Wednesday, November 25, 2009

The Adventures of ZebraBoy

If you perused my previous post, you now understand that my early years were not banner ones, in the fashion sense. Sadly, this trend would continue.

In my first weeks of high school, I learned that wearing white pants over brown-and-white striped underwear was a questionable call. In time, people stopped calling me ZebraBoy, but my confidence was shaken. In a later phase, my sleeveless kamikaze shirt with a mesh tank overlay, accessorized with a studded armband, was cool to me but intimidating to no one. And my phase of wearing a black half-tee (midriff exposed) with three-quarters sleeves was just wrong; it didn’t even take me long to realize that.

Running shoes served as the year-round footwear choice throughout my childhood. I always wanted North Star running shoes, which were easily double the price of most other offerings. According to my father, it was asinine to pay that kind of money for sneakers you would outgrow or wear out in short order. He may have been right, but his resistance just made him seem out of touch, and it only strengthened my resolve.

I would fight my parents for hours, and drive my father into a near-rage, by debating the merits (and yuckiness) of various types of runners.

“Dad, those shoes suck.” As did everything my parents suggested, by default. “Do you really want your kid to be killed? I will be beaten up the second anyone sees those shoes. You won’t even have a middle child anymore. You can then take the shoes off my cold dead feet and give them to Paul, and then he can be killed, too. Do you really want all those deaths on your conscience?”

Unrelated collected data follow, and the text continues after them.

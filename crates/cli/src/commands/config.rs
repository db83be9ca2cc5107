//! Effective configuration

use anyhow::{Context, Result};
use clap::Args;
use onboard_common::RunConfig;
use std::path::PathBuf;

use crate::output::{print_success, OutputFormat};

#[derive(Args)]
pub struct ConfigArgs {
    /// Also write the effective configuration to this file
    #[arg(long)]
    pub write: Option<PathBuf>,
}

/// Effective configuration; TOML unless a machine format was asked for
pub fn render(config: &RunConfig, format: OutputFormat) -> Result<String> {
    Ok(match format {
        OutputFormat::Json => serde_json::to_string_pretty(config)?,
        OutputFormat::Yaml => serde_yaml::to_string(config)?,
        OutputFormat::Table | OutputFormat::Plain => toml::to_string_pretty(config)?,
    })
}

pub fn execute(args: ConfigArgs, config: &RunConfig, format: OutputFormat) -> Result<()> {
    println!("{}", render(config, format)?);

    if let Some(path) = args.write {
        config
            .save(&path)
            .with_context(|| format!("Failed to write {}", path.display()))?;
        print_success(&format!("Configuration written to {}", path.display()));
    }
    Ok(())
}
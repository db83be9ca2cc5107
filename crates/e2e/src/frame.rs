//! Document context handling
//!
//! The session's current frame is shared mutable state. Code outside this
//! module may assume the session sits in the top document; anything that
//! enters a frame puts it back before returning, on success and on failure.

use serde::{Deserialize, Serialize};
use std::future::Future;
use tracing::warn;

use crate::driver::Driver;
use crate::error::E2eResult;

/// Frame indices from the top document down; empty means the top document
#[derive(Debug, Clone, Default, PartialEq, Eq, Hash, Serialize, Deserialize)]
pub struct FramePath(Vec<u16>);

impl FramePath {
    pub fn top() -> Self {
        Self(Vec::new())
    }

    pub fn is_top(&self) -> bool {
        self.0.is_empty()
    }

    pub fn depth(&self) -> usize {
        self.0.len()
    }

    pub fn indices(&self) -> &[u16] {
        &self.0
    }

    /// Path one level below this one
    pub fn child(&self, index: u16) -> Self {
        let mut indices = self.0.clone();
        indices.push(index);
        Self(indices)
    }
}

impl From<Vec<u16>> for FramePath {
    fn from(indices: Vec<u16>) -> Self {
        Self(indices)
    }
}

impl std::fmt::Display for FramePath {
    fn fmt(&self, f: &mut std::fmt::Formatter<'_>) -> std::fmt::Result {
        if self.0.is_empty() {
            return write!(f, "top");
        }
        let parts: Vec<String> = self.0.iter().map(|i| format!("frame[{}]", i)).collect();
        write!(f, "{}", parts.join(" > "))
    }
}

/// Walk from the top document down `path`
pub async fn enter(driver: &dyn Driver, path: &FramePath) -> E2eResult<()> {
    driver.enter_default_content().await?;
    for index in path.indices() {
        driver.enter_frame(*index).await?;
    }
    Ok(())
}

/// Return to the top document, logging instead of failing
pub async fn reset(driver: &dyn Driver) {
    if let Err(e) = driver.enter_default_content().await {
        warn!("Failed to restore default document context: {}", e);
    }
}

/// Run `body` inside `path` and restore the top document afterwards.
///
/// `body` is a lazy future, so nothing in it runs until the frame has been
/// entered. For the top document this is a plain await.
pub async fn scoped<T, Fut>(driver: &dyn Driver, path: &FramePath, body: Fut) -> E2eResult<T>
where
    Fut: Future<Output = E2eResult<T>>,
{
    if path.is_top() {
        return body.await;
    }

    let outcome = match enter(driver, path).await {
        Ok(()) => body.await,
        Err(e) => Err(e),
    };
    reset(driver).await;
    outcome
}

#[cfg(test)]
mod tests {
    use super::*;

    #[test]
    fn test_frame_path_display() {
        assert_eq!(FramePath::top().to_string(), "top");
        assert_eq!(FramePath::top().child(1).child(0).to_string(), "frame[1] > frame[0]");
    }

    #[test]
    fn test_child_extends_path() {
        let path = FramePath::from(vec![2]);
        let nested = path.child(3);
        assert_eq!(nested.indices(), &[2, 3]);
        assert_eq!(nested.depth(), 2);
        assert!(!nested.is_top());
        assert!(FramePath::default().is_top());
    }
}
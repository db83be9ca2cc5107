//! Landing page: title, language menu, start button, cookie banner

use onboard_common::{Candidates, RunConfig};
use tracing::debug;

use crate::actions::{Actions, Presence};
use crate::error::E2eResult;
use crate::menu::OverlayMenu;
use crate::resolver::Requirement;

pub fn title() -> Candidates {
    Candidates::new("landing title").css("p.pr_slider_title")
}

pub fn language_trigger() -> Candidates {
    Candidates::new("language switch").css("button.lang-switch")
}

pub fn language_menu() -> OverlayMenu {
    OverlayMenu::context_menu(language_trigger())
}

pub fn start_button() -> Candidates {
    Candidates::new("start button")
        .xpath("//button[span[contains(normalize-space(.), 'Начать')]]")
        .xpath("//button[span[contains(normalize-space(.), 'Start')]]")
        .xpath("//button[contains(normalize-space(.), 'Начать')]")
        .xpath("//button[contains(normalize-space(.), 'Start')]")
}

pub fn cookie_accept() -> Candidates {
    Candidates::new("cookie banner accept")
        .xpath("//button[contains(., 'Принять') or contains(., 'Согласен') or contains(., 'Хорошо')]")
        .xpath("//button[contains(., 'Accept') or contains(., 'I agree') or contains(., 'Got it')]")
        .css("button.cookie-accept, button[data-testid='cookie-accept']")
}

/// Load the landing page and get the cookie banner out of the way.
///
/// Waiting for the title is best effort; a slow title only shows up later as
/// a missing control.
pub async fn open(actions: &Actions<'_>, config: &RunConfig) -> E2eResult<()> {
    actions.driver().goto(&config.base_url).await?;

    if let Err(e) = actions
        .locate(&title(), Requirement::Visible, actions.timeouts().page_load())
        .await
    {
        debug!("Landing title not visible yet: {}", e);
    }

    dismiss_cookies(actions).await?;
    Ok(())
}

pub async fn dismiss_cookies(actions: &Actions<'_>) -> E2eResult<Presence> {
    let presence = actions
        .click_if_present(&cookie_accept(), actions.timeouts().probe())
        .await?;
    if presence.is_found() {
        debug!("Cookie banner dismissed");
    }
    Ok(presence)
}
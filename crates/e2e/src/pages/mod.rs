//! Page objects
//!
//! Each control of the wizard is an ordered candidate list. The first entry
//! is the selector seen in the live markup; later entries cover locale
//! variants and generic fallbacks.

pub mod auth;
pub mod landing;
pub mod onboarding;

/// XPath matching a `tag` whose text or inner span contains `text`
pub(crate) fn labelled(tag: &str, text: &str) -> String {
    format!(
        "//{tag}[span[contains(normalize-space(.), '{text}')] or contains(normalize-space(.), '{text}')]"
    )
}
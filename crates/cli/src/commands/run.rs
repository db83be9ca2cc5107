//! Wizard run

use anyhow::Result;
use clap::Args;
use onboard_common::{RunConfig, UserData};
use onboard_e2e::{Orchestrator, RunResult};
use std::path::PathBuf;
use tracing::info;

use crate::output::{print_error, print_info, print_report, OutputFormat};

#[derive(Args)]
pub struct RunArgs {
    /// Where to write the JSON run report (defaults to the artifacts directory)
    #[arg(long)]
    pub report_dir: Option<PathBuf>,

    /// Do not write a JSON run report
    #[arg(long)]
    pub no_report: bool,
}

/// Report a run that could not start and return its exit status
pub fn setup_failed(err: &anyhow::Error) -> i32 {
    let result = RunResult::UnexpectedFailure {
        cause: format!("{:#}", err),
    };
    print_error(&format!(
        "Onboarding run not started: {}",
        result.cause().unwrap_or_default()
    ));
    result.exit_code()
}

/// Run the wizard once and return the process exit status
pub async fn execute(
    args: RunArgs,
    config: RunConfig,
    fixtures: UserData,
    format: OutputFormat,
) -> Result<i32> {
    if let Err(e) = config.validate() {
        let err = anyhow::Error::from(e).context("Invalid run configuration");
        return Ok(setup_failed(&err));
    }
    let report_dir = args
        .report_dir
        .unwrap_or_else(|| config.artifacts_dir.clone());

    info!(
        "Running onboarding wizard against {} via {}",
        config.base_url, config.webdriver_url
    );
    let orchestrator = Orchestrator::new(config, fixtures);
    let report = orchestrator.launch().await;

    print_report(&report, format);

    if !args.no_report {
        match report.write_json(&report_dir) {
            Ok(path) if format == OutputFormat::Table => {
                print_info(&format!("Report: {}", path.display()))
            }
            Ok(_) => {}
            Err(e) => print_error(&format!("Could not write run report: {}", e)),
        }
    }

    Ok(report.exit_code())
}
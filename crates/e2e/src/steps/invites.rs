use async_trait::async_trait;

use super::{Step, StepContext, StepOutcome, DRY_RUN};
use crate::error::E2eResult;
use crate::pages::onboarding::{domains, invite};

/// Step 8: paste invite addresses, copy the link, postpone invites
pub struct Invitations;

#[async_trait]
impl Step for Invitations {
    fn name(&self) -> &'static str {
        "Invitations"
    }

    fn slug(&self) -> &'static str {
        "invites"
    }

    async fn run(&self, ctx: &StepContext<'_>) -> E2eResult<StepOutcome> {
        if ctx.dry_run() {
            return Ok(StepOutcome::Skipped(DRY_RUN.to_string()));
        }

        let actions = ctx.actions();
        let emails = ctx.fixtures.invite_emails.join("\n");
        actions.type_text(&invite::emails(), &emails, true).await?;
        actions.click(&invite::copy_link()).await?;
        actions.click(&invite::invite_later()).await?;
        Ok(StepOutcome::Completed)
    }
}

/// Step 9: skip approved domains
pub struct ApprovedDomains;

#[async_trait]
impl Step for ApprovedDomains {
    fn name(&self) -> &'static str {
        "Approved domains"
    }

    fn slug(&self) -> &'static str {
        "approved-domains"
    }

    async fn run(&self, ctx: &StepContext<'_>) -> E2eResult<StepOutcome> {
        if ctx.dry_run() {
            return Ok(StepOutcome::Skipped(DRY_RUN.to_string()));
        }

        ctx.actions().click(&domains::skip()).await?;
        Ok(StepOutcome::Completed)
    }
}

Shoes may make the man, but a bad shoe choice could ruin a kid. I have since had these same debates with kids begging for expensive skate shoes, with soles so broad and long that today’s youth look like a society of future giants, expanding from the ground up. Their center of gravity is so low you’d have to hit them at a full run to tip them over.

In my early school years, there were few rules about maintaining hair, except it couldn’t look like you gave a crap, and your eyes should be covered except when you chose to expose them. As a consequence, in many school pictures I could be the blond sibling of the Fry Guys from the McDonald’s ads. One of the biggest mistakes, though, was in starting to care.

Throughout high school, I found nothing unusual in waking my mother each morning to curl and "feather" my shoulder-length hair. My brother had started this tradition a couple of years prior. Coiffed in this fashion, I could cruise in confidence, knowing that as I moved my hair would always stay in its stylish place. My wife has burst blood vessels and gagged on her laughter each time I’ve cracked open this window to my past. To my eternal shame and her endless delight, this story has served as icebreaker for countless parties. She reminds me (and our audience) of just how messed-up it was to have Mommy serve as my personal stylist.

As I recall these memories, and flip through photos of my youth and younger adulthood, I realize that never in my life—not once—have I ever looked in the mirror and liked what stared back at me. My glasses were always too large, or too small. My jeans were always too tight. I mixed terrycloth with satin, and rubber boots with dress slacks. I was a mess. I'm not much better today.

Today, when someone snaps a picture of me, I anticipate the negative reaction I’ll have later on. I still cannot believe the number of photos in which I have something that looks either entirely or somewhat like a mullet. The one exception is a picture of a perm that hints at Peter Frampton worship.

How did this happen? Why didn’t anyone tell me? And won’t someone keep me from making the same mistakes?


1 comment:

  1. Hmmmm. I never thought much of the shoes I wore in school. Since, though, I even today I walk to a part-time job at the library, and am debating dress shoes or sneakers (more comfortable getting there and more comfortable being on my feet too).